- Source material
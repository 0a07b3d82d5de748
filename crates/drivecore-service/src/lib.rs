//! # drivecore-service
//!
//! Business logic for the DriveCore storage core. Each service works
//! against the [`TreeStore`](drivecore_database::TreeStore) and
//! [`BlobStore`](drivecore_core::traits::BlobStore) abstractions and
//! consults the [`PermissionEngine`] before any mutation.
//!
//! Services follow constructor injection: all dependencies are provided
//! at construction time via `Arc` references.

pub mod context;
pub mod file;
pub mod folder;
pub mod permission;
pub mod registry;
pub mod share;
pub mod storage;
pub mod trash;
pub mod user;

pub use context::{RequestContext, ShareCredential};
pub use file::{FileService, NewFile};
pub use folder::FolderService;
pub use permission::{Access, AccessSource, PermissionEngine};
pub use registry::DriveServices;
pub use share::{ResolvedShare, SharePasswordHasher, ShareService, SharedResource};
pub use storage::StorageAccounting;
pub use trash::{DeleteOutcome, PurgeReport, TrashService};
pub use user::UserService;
---
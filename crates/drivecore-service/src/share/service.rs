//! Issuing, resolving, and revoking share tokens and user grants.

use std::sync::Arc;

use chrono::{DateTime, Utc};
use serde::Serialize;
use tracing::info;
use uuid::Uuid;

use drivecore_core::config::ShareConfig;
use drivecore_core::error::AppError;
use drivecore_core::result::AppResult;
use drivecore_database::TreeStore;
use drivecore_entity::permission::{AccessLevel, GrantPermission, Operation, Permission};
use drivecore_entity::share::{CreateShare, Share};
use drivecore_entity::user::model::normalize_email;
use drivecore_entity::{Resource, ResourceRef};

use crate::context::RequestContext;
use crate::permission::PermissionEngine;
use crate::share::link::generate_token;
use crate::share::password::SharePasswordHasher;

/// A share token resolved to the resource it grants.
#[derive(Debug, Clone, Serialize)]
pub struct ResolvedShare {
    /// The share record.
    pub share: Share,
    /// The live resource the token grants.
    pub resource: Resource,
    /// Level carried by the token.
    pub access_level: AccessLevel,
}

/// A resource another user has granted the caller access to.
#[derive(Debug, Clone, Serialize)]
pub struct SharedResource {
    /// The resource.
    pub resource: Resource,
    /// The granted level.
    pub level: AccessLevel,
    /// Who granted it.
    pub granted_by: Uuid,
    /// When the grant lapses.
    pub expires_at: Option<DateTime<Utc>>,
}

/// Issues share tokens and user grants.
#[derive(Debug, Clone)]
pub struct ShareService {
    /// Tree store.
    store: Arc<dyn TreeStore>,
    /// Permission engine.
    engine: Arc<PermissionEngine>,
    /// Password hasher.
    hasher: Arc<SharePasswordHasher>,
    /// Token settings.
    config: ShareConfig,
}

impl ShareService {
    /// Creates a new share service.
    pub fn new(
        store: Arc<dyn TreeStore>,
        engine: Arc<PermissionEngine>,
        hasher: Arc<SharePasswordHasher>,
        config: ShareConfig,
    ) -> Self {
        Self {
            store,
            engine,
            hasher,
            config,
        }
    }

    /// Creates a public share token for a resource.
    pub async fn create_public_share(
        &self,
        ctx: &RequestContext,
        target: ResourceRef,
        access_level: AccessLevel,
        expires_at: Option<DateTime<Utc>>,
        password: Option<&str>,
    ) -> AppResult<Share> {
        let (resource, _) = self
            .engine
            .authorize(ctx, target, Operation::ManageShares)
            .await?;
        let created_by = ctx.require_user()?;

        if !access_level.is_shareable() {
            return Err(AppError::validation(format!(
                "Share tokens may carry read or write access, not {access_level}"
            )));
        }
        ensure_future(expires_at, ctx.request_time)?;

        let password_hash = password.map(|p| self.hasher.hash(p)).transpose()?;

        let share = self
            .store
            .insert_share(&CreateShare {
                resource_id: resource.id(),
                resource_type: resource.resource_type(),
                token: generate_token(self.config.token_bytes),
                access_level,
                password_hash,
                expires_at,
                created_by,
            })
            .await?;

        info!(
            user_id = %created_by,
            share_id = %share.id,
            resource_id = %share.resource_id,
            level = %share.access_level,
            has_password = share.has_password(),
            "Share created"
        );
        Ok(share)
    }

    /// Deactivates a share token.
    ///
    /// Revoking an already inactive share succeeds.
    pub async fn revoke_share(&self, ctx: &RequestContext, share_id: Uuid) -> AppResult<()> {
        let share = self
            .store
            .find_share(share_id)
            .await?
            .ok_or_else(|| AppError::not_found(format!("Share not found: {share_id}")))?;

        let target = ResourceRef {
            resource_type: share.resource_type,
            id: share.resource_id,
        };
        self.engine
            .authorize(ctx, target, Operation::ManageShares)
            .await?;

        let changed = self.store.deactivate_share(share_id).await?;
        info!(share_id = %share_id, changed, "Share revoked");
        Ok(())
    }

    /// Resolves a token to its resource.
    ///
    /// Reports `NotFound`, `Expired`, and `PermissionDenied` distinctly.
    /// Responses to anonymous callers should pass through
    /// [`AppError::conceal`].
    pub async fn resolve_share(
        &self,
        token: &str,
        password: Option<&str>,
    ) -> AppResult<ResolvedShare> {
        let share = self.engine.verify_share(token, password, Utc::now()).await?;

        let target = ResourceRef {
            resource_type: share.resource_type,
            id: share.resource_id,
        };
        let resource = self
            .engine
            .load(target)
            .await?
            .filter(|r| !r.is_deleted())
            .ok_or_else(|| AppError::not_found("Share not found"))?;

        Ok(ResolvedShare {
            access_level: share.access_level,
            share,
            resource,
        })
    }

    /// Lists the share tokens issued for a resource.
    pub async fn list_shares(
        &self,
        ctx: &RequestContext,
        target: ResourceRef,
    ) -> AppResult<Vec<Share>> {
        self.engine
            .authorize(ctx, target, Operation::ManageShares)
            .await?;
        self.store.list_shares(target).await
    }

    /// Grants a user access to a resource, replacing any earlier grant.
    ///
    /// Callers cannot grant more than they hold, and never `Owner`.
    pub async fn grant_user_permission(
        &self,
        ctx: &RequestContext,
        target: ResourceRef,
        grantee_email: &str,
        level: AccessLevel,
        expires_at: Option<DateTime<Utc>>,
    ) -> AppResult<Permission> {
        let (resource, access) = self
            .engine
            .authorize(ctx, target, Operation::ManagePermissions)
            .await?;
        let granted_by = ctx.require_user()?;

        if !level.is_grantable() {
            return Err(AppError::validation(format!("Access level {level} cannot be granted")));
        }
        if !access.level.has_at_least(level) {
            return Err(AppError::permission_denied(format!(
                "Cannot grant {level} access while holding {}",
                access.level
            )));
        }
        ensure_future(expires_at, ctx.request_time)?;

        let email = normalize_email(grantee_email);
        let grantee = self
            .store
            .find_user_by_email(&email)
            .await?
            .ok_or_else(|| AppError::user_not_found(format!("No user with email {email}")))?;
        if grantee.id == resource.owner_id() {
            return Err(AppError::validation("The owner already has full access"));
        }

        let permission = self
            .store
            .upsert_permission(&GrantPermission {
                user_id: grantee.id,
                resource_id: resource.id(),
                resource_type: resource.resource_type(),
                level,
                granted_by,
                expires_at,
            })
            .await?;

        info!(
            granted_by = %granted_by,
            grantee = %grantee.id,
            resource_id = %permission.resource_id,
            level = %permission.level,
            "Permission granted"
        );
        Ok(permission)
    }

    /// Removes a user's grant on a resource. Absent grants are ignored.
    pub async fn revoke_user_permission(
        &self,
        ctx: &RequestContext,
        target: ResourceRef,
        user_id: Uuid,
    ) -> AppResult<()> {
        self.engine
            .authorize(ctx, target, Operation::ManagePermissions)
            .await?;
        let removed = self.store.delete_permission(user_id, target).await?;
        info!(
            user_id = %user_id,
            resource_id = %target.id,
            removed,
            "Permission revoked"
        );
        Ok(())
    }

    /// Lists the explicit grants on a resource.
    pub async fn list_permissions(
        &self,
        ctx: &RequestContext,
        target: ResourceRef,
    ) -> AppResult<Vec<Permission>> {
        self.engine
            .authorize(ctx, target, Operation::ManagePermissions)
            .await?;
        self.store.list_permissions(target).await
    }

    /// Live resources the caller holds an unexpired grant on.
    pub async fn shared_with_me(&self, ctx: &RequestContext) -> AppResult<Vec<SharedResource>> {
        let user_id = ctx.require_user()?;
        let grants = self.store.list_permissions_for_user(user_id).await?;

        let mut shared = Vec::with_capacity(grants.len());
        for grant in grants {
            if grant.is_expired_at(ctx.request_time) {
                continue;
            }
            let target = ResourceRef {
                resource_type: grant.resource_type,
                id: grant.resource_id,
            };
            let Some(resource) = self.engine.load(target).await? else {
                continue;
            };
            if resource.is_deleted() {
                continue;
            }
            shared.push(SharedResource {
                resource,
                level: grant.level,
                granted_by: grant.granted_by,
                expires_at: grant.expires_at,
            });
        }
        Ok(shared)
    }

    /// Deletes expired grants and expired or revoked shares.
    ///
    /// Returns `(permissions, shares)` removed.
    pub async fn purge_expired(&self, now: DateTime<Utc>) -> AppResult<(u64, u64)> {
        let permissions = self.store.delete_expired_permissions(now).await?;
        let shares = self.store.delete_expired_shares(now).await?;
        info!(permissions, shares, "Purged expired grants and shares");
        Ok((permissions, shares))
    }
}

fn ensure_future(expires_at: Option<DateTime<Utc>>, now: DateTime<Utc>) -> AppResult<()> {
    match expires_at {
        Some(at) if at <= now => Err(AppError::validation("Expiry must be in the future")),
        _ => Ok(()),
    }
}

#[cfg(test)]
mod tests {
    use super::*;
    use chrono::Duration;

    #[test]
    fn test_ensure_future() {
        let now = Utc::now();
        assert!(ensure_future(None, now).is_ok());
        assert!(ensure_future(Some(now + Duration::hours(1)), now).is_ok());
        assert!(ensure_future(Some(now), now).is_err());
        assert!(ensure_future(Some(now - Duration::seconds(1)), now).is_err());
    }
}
...
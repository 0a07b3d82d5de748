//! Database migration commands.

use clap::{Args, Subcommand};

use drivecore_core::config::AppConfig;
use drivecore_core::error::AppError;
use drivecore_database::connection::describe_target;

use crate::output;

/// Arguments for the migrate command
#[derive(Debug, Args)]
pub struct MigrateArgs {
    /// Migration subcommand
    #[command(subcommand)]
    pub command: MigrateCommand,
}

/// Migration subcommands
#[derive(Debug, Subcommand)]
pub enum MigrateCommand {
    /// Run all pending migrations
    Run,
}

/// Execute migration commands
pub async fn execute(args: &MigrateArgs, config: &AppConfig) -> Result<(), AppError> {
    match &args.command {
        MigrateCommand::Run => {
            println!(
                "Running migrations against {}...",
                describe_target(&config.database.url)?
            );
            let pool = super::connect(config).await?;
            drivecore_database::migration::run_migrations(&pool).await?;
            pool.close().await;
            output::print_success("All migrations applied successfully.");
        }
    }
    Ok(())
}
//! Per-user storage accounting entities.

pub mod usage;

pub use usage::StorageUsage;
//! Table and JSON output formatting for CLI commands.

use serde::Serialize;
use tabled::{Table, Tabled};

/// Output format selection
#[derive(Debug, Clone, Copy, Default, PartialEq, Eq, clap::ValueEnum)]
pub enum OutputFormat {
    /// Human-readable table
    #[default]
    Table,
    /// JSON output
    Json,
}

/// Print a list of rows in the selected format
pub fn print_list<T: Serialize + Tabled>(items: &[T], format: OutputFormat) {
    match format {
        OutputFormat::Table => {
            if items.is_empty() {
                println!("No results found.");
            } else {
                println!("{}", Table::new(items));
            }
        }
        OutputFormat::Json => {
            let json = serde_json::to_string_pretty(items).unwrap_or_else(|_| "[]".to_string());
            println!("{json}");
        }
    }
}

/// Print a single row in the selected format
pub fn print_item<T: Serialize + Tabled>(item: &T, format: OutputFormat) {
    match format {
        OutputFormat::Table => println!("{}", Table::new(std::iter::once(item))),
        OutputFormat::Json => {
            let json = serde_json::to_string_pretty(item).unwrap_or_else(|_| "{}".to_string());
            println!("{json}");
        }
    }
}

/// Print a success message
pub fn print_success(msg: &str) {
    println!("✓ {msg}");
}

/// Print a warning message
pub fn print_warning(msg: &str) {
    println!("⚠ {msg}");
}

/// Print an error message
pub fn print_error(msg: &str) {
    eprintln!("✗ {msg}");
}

- What is expected
Filter the entries and keep only the lines holding "Clone".

- Reply
#[derive(Debug, Clone, Serialize)]
#[derive(Debug, Clone, Serialize)]
#[derive(Debug, Clone)]
#[derive(Debug, Clone, Copy, Default, PartialEq, Eq, clap::ValueEnum)]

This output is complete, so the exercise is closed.